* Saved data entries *
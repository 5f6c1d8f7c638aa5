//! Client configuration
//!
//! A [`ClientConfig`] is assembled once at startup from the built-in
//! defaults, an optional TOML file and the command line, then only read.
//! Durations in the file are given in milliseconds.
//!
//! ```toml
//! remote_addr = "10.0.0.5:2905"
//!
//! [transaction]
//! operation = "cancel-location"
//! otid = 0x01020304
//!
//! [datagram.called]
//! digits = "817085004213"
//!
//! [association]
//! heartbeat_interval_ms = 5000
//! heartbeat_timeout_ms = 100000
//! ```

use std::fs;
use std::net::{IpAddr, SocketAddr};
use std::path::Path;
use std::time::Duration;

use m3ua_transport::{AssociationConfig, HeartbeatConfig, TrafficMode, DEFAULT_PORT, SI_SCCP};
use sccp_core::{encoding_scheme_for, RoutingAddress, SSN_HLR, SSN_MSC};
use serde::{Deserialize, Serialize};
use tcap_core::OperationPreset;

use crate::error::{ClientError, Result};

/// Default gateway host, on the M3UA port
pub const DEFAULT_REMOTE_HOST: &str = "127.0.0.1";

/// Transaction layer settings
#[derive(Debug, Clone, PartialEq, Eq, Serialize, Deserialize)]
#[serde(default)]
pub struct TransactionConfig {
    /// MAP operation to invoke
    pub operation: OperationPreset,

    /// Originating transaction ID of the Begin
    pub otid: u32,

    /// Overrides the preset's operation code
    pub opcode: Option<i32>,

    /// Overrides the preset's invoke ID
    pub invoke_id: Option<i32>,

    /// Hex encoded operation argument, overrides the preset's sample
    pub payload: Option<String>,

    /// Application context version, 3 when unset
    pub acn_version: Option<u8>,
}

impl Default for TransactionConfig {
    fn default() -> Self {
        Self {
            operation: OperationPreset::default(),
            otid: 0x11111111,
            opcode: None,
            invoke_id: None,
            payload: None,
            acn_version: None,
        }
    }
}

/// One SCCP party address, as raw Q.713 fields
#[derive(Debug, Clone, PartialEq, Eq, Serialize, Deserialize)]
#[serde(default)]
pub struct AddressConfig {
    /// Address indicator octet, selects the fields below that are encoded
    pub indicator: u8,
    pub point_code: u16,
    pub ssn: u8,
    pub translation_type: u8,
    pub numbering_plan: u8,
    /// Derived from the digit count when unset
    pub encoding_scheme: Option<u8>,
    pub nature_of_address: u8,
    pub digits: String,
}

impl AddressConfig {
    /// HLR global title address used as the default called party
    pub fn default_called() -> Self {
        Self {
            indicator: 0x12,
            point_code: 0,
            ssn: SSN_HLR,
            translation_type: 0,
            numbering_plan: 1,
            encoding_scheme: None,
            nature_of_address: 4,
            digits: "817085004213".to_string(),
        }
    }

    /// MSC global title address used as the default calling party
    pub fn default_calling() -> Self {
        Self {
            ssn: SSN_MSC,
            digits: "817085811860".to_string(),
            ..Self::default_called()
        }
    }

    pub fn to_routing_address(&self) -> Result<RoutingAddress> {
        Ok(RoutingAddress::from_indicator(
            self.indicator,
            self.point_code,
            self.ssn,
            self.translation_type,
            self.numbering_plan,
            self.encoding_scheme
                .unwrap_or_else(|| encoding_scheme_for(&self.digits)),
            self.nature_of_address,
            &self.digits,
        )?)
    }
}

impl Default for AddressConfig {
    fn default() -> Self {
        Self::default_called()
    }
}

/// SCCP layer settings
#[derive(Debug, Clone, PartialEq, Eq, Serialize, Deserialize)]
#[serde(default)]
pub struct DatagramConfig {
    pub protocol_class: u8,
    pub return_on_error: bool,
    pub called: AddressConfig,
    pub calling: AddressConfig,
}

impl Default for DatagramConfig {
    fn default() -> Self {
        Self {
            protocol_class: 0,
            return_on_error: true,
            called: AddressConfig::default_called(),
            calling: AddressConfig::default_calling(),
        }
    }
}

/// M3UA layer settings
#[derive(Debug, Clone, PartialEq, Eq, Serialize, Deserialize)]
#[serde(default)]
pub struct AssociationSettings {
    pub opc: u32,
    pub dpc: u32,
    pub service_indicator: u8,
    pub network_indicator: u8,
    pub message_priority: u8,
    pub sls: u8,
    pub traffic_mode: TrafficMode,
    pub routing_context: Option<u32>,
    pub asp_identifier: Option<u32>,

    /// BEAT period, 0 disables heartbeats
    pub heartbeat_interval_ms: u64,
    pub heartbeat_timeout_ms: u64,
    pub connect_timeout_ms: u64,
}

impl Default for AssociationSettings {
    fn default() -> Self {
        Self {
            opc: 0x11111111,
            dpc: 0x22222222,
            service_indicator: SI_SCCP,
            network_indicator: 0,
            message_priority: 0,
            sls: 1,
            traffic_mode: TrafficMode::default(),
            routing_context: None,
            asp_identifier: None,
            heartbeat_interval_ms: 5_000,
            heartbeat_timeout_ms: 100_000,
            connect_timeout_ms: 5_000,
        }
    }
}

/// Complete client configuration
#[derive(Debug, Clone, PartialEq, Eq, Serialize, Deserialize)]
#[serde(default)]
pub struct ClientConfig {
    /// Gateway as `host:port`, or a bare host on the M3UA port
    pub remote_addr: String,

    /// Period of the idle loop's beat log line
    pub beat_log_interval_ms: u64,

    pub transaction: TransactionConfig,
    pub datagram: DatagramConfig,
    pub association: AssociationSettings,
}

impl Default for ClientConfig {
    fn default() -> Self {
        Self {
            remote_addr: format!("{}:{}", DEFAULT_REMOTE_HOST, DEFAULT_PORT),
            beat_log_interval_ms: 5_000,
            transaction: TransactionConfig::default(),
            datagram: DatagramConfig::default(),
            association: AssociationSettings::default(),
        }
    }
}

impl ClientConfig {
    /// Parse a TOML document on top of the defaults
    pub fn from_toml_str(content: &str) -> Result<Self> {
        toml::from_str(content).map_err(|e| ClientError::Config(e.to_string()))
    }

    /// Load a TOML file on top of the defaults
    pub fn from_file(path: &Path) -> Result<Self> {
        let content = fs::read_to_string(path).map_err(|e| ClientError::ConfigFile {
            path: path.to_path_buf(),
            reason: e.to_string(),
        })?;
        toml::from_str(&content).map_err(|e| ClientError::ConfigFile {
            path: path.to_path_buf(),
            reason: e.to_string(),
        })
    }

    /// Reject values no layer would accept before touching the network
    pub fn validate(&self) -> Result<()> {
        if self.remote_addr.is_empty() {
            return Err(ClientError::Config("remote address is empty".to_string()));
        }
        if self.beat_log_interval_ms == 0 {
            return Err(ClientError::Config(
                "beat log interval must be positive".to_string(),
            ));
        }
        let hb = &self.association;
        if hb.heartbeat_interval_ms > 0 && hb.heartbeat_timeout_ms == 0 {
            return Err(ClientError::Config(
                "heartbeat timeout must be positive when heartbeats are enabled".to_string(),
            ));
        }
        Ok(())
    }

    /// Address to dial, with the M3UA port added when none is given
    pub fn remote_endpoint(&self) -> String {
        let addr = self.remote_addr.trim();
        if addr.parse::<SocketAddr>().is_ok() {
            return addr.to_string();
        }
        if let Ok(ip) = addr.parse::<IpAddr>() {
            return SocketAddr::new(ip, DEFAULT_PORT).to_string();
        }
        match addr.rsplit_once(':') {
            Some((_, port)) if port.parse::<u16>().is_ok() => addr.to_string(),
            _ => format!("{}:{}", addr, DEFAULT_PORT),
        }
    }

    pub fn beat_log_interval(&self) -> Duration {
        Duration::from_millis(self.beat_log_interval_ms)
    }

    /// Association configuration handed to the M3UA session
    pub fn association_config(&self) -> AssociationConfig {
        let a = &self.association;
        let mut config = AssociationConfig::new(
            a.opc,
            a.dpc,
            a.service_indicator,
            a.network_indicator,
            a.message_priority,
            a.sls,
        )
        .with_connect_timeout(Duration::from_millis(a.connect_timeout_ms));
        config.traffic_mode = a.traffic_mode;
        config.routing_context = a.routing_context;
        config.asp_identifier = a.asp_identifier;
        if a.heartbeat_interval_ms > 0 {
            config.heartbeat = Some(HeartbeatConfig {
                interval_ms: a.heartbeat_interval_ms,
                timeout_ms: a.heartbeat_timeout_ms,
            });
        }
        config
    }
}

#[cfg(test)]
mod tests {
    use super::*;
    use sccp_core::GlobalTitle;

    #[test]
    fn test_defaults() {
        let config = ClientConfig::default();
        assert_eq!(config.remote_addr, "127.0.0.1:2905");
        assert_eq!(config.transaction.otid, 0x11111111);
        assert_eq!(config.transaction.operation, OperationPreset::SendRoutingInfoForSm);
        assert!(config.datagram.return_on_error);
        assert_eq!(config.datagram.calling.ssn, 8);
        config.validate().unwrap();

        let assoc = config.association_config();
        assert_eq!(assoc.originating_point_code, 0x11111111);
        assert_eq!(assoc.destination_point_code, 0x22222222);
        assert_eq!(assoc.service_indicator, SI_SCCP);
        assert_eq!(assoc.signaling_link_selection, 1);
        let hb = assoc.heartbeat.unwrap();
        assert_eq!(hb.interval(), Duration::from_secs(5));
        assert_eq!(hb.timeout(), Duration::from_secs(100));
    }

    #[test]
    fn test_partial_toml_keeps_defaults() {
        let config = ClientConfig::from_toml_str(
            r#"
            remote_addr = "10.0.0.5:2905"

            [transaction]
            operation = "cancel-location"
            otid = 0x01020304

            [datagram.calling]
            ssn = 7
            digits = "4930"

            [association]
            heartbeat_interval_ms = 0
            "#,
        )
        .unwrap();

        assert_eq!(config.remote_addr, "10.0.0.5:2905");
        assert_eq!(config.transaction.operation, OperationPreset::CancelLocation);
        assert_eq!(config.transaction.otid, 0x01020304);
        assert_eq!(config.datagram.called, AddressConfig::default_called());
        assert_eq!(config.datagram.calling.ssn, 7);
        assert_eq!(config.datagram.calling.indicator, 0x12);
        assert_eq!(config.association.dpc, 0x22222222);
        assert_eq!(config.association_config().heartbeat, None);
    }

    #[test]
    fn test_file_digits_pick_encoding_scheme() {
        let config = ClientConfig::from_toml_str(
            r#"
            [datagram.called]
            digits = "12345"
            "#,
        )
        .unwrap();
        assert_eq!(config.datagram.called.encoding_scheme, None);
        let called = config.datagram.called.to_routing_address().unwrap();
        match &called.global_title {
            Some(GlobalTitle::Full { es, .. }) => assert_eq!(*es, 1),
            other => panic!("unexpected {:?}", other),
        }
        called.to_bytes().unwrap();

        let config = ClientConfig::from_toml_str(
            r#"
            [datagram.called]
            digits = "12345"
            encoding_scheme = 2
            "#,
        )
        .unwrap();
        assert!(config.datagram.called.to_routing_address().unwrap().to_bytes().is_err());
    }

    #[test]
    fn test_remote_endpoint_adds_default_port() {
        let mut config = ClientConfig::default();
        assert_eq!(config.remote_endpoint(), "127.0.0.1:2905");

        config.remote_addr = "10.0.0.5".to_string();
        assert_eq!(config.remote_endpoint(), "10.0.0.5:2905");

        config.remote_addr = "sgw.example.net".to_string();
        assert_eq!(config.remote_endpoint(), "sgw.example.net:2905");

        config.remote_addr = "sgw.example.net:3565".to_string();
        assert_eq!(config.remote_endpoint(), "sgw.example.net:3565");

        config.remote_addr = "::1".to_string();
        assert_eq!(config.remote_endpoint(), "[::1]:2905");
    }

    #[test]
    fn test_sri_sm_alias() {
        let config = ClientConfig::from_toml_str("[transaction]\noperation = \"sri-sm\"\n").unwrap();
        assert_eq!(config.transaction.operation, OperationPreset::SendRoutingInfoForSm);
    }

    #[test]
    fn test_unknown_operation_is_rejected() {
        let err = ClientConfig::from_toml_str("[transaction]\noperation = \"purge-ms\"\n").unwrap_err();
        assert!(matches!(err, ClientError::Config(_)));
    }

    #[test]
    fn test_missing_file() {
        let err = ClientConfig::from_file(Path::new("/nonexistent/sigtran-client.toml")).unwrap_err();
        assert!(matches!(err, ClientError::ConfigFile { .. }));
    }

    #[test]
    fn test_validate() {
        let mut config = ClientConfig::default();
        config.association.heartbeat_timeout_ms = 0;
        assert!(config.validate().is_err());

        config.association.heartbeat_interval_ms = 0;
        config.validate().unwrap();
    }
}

* Task directions *
Copy all lines from the entries that contain the word "TransactionConfig".

* Expected answer *
pub struct TransactionConfig {
impl Default for TransactionConfig {
    pub transaction: TransactionConfig,
            transaction: TransactionConfig::default(),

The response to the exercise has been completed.